▸ Exercise brief
For every line in the data below that contains "PhantomData", copy the line.

[[ Extracted data open ]]

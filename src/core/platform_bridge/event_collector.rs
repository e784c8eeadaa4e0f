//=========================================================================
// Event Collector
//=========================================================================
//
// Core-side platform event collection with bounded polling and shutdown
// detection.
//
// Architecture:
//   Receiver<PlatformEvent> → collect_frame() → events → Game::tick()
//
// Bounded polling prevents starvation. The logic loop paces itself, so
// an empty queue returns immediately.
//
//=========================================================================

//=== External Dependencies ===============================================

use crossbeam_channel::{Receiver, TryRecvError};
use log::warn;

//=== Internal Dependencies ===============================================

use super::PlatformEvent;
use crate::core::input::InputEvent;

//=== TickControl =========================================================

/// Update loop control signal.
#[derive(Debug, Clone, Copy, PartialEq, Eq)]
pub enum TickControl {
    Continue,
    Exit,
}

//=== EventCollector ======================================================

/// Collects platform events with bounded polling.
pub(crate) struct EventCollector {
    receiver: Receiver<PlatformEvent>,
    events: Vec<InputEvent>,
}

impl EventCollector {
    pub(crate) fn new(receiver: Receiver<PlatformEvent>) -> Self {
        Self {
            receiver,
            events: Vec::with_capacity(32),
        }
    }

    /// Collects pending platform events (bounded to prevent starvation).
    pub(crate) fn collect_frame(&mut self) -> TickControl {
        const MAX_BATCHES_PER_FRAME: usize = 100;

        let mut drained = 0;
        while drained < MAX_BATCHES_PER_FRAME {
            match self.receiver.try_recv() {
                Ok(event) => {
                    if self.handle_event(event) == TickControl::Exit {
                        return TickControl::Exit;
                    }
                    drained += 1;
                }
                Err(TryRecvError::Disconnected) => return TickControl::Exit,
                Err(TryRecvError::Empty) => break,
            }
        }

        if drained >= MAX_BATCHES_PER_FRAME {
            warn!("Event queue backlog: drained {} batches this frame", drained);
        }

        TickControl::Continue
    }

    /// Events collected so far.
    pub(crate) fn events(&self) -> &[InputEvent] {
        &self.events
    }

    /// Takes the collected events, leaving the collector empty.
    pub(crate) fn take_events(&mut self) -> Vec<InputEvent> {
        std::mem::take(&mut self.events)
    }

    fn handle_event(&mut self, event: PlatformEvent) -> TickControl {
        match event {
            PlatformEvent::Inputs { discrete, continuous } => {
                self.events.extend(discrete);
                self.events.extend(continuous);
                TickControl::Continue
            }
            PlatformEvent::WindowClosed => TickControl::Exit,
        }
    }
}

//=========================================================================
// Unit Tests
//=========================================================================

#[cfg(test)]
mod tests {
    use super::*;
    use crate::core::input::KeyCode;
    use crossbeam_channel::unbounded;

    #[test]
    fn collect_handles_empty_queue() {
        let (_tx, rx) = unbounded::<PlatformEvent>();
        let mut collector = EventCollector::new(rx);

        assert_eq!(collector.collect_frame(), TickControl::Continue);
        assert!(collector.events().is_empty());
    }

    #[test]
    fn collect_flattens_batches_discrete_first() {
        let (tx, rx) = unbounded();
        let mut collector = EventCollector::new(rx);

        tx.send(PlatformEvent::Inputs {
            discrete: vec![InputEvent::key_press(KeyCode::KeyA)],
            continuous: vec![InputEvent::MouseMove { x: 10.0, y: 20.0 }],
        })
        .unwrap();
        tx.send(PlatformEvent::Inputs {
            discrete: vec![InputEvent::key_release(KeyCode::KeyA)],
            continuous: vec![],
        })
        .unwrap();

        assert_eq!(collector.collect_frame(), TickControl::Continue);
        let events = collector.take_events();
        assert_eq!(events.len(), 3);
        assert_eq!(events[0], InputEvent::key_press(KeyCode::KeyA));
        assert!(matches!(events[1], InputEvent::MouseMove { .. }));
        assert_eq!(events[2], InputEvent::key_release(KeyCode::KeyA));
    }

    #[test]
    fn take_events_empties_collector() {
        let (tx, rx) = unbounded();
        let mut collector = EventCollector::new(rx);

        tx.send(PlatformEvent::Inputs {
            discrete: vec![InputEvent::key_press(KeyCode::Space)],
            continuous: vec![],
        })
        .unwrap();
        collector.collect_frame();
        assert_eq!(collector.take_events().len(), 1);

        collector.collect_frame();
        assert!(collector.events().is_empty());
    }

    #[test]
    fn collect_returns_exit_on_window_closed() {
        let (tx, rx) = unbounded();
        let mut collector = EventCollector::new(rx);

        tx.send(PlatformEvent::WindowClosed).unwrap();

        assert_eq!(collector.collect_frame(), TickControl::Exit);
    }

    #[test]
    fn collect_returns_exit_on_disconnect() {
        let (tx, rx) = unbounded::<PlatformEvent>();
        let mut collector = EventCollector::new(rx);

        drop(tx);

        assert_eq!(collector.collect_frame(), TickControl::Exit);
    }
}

[[ Extracted data closed ]]
[[ Extracted data open ]]

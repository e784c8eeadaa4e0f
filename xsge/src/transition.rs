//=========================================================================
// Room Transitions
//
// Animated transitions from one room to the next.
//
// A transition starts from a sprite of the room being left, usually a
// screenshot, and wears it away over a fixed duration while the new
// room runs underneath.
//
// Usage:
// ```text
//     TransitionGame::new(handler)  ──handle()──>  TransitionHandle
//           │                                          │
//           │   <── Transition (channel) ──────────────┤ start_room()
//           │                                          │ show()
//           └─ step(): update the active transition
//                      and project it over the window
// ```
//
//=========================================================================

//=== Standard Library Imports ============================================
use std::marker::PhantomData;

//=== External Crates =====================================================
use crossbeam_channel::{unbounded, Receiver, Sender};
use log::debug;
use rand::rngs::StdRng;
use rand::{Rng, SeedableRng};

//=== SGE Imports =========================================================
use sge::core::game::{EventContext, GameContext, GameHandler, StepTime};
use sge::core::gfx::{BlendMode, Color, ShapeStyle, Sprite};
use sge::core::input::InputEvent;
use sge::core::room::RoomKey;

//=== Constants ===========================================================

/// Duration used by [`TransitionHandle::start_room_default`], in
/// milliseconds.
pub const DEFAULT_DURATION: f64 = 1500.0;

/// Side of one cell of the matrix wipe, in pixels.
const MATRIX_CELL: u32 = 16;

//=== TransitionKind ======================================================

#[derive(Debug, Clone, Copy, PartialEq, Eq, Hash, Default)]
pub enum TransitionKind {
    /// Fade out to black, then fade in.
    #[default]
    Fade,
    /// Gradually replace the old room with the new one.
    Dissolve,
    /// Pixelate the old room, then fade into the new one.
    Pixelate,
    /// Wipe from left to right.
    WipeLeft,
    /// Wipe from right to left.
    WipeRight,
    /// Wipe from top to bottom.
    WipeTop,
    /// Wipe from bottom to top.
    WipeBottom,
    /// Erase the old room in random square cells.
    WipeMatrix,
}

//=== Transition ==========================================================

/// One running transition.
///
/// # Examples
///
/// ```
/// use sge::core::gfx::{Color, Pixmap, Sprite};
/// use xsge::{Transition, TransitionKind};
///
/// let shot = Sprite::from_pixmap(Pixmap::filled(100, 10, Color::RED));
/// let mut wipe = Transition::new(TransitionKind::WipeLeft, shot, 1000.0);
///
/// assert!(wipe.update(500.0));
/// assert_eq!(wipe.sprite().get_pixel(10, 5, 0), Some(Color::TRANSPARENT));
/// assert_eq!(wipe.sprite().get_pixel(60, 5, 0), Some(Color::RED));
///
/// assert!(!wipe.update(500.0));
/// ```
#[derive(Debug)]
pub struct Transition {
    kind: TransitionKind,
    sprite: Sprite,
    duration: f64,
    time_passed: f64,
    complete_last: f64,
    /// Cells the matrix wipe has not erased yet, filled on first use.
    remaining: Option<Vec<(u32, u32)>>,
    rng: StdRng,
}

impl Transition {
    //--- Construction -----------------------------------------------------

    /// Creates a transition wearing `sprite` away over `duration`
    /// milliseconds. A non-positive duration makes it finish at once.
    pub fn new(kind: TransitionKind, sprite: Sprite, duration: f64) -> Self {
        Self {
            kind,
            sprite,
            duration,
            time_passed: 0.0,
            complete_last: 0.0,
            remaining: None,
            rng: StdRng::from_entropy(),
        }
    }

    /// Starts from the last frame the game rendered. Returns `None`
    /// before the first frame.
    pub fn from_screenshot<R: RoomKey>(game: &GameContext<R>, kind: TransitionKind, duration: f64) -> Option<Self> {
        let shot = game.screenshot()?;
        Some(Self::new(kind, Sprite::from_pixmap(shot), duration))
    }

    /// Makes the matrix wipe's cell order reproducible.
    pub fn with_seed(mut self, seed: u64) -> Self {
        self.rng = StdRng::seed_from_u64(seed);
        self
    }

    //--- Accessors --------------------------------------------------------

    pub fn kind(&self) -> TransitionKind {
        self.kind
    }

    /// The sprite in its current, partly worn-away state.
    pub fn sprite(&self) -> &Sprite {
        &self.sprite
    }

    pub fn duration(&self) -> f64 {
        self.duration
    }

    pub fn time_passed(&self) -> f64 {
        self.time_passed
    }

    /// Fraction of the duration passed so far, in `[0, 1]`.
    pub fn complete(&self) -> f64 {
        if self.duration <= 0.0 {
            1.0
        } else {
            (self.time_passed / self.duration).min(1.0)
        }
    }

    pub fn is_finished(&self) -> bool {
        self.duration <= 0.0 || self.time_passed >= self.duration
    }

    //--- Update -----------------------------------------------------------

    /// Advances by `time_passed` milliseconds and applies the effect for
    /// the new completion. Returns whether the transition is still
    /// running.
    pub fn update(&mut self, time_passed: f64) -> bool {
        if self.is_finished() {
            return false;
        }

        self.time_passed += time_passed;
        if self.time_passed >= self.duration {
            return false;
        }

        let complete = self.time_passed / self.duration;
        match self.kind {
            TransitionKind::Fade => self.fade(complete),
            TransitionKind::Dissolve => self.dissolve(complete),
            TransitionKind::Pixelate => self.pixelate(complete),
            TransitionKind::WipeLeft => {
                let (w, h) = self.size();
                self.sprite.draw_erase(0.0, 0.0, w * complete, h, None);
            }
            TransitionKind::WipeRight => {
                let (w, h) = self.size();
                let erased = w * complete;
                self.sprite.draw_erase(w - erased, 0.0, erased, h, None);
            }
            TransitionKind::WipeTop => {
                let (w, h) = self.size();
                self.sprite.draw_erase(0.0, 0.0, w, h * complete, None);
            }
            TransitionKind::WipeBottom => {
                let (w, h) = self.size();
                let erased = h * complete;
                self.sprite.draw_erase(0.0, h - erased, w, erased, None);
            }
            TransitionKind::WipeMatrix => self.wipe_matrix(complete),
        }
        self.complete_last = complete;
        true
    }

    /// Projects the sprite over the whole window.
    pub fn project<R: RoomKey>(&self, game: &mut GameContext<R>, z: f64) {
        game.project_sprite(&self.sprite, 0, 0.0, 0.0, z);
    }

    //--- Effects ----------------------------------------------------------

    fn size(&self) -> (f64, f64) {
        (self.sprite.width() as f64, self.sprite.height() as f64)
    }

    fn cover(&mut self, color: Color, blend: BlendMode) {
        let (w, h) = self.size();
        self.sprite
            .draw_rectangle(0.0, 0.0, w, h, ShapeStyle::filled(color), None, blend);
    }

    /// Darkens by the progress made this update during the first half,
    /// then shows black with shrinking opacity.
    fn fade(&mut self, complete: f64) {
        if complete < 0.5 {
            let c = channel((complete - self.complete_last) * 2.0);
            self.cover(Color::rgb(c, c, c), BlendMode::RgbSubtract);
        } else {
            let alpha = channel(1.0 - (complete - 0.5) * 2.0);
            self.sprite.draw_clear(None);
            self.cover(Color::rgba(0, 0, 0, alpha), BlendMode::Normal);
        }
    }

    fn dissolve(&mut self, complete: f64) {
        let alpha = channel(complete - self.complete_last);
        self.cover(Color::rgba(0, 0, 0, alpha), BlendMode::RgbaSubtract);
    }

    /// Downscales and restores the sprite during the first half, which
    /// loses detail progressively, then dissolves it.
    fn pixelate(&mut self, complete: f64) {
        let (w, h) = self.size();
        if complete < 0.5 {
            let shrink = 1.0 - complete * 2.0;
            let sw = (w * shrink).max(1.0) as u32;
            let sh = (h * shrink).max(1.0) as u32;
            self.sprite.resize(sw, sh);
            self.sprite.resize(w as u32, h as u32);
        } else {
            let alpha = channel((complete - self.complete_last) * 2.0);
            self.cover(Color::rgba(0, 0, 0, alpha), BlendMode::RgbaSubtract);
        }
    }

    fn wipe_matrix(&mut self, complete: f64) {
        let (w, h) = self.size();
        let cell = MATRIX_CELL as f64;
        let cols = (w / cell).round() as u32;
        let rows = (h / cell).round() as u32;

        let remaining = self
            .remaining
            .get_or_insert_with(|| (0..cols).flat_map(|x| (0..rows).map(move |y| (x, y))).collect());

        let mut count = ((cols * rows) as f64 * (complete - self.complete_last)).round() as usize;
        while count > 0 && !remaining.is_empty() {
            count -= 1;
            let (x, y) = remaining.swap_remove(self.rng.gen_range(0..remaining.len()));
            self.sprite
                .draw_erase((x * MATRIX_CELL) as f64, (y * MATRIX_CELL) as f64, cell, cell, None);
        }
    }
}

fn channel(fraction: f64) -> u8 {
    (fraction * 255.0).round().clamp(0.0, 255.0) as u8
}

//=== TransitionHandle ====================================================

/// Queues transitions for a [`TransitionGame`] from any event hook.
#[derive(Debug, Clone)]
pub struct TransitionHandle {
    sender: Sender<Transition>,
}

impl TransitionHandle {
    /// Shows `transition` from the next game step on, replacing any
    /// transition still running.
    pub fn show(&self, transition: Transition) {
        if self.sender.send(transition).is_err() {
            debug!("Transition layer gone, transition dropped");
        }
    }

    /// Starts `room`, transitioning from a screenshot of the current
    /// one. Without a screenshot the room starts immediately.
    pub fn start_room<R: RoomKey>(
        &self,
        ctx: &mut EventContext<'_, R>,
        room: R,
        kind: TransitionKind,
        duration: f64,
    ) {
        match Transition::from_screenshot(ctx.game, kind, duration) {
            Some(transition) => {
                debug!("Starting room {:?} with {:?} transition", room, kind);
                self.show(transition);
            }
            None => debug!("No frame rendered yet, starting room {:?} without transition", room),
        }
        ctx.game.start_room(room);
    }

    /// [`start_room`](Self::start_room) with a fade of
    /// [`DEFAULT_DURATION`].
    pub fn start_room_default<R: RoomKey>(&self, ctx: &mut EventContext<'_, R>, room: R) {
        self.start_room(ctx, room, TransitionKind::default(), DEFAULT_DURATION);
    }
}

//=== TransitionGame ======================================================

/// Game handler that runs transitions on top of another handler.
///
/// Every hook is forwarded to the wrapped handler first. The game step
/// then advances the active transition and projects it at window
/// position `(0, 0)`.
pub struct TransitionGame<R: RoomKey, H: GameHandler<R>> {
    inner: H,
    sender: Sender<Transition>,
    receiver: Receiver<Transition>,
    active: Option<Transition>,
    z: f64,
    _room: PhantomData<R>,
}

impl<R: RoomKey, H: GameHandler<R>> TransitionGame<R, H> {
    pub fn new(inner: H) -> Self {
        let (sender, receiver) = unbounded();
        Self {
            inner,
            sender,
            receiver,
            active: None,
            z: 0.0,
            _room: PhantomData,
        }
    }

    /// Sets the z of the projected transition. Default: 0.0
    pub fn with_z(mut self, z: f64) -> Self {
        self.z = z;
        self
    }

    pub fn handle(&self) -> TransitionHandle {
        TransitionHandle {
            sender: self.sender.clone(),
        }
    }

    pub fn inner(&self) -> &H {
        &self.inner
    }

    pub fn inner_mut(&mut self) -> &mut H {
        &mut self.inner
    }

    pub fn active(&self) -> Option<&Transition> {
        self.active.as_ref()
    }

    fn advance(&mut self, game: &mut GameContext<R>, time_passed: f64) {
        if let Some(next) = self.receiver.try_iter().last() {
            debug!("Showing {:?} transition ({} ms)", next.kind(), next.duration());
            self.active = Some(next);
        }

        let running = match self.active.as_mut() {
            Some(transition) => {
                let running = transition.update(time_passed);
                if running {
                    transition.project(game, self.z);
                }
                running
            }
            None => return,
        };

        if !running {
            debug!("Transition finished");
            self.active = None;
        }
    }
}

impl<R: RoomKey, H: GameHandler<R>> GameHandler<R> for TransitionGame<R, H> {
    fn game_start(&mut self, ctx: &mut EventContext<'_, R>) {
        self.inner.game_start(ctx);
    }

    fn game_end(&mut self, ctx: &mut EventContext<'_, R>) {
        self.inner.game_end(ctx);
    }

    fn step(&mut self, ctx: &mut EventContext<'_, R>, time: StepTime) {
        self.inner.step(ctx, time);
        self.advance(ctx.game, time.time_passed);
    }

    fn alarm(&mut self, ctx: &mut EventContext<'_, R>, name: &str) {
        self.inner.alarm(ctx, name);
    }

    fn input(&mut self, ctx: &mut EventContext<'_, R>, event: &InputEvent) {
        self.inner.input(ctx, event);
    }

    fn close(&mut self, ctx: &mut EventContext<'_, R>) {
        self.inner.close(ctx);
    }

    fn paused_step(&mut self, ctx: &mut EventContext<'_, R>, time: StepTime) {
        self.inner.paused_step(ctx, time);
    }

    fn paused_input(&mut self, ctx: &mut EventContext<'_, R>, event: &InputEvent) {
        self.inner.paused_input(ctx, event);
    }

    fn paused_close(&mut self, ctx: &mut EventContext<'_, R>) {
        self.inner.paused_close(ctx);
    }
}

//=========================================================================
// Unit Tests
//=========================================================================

[[ Extracted data closed ]]

▸ Result for this task
use std::marker::PhantomData;
    _room: PhantomData<R>,
            _room: PhantomData,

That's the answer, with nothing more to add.